Gov. Pritzker didn’t seem too confident about the bill’s immediate suspects. He said earlier this month that, “I don’t know that we’ll be able to get to it during the veto session.” Tracy Fox, of the Central Illinois Healthy Community Alliance and Illinois People’s Action, said that “It is not lost on us that it has not been scheduled for a committee vote.”
Fox finds it disappointing that the act may pass out in the veto session. Fox further added, “There is a true urgency” to pass the bill. She made these remarks due to the fact that Vistra Energy has announced to close the coal power plants in Peoria, Canton, Havana, Hennepin, and Coffeen. Peabody is also pulling out of a mining complex in Saline County.
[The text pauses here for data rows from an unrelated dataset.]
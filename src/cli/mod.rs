//! CLI module
//!
//! Command-line interface for running the loader outside a site build.
//!
//! # Commands
//!
//! - `load` - Fetch every story and print the normalized records
//! - `check` - Test the token against the CDN API
//! - `query` - Show the parameters of a listing request without sending it

mod commands;
mod runner;

pub use commands::{Cli, Commands, OutputFormat};
pub use runner::Runner;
Bennett says that it is necessary to have a proactive transition program otherwise the cost and impact of the closures will fall on the Illinois families and taxpayers. He cleared that the purpose of CEJA is to “try to make sure that polluting energy corporations are the ones responsible for supporting this transition” from fossil fuels to clean energy sources like wind and solar.
CEJA “establishes a robust climate and economic transition plan that specifically helps workers and communities adapt and forge resilient, economic futures,” according to Renner Barsella, of the Sierra Club’s Beyond Coal Campaign.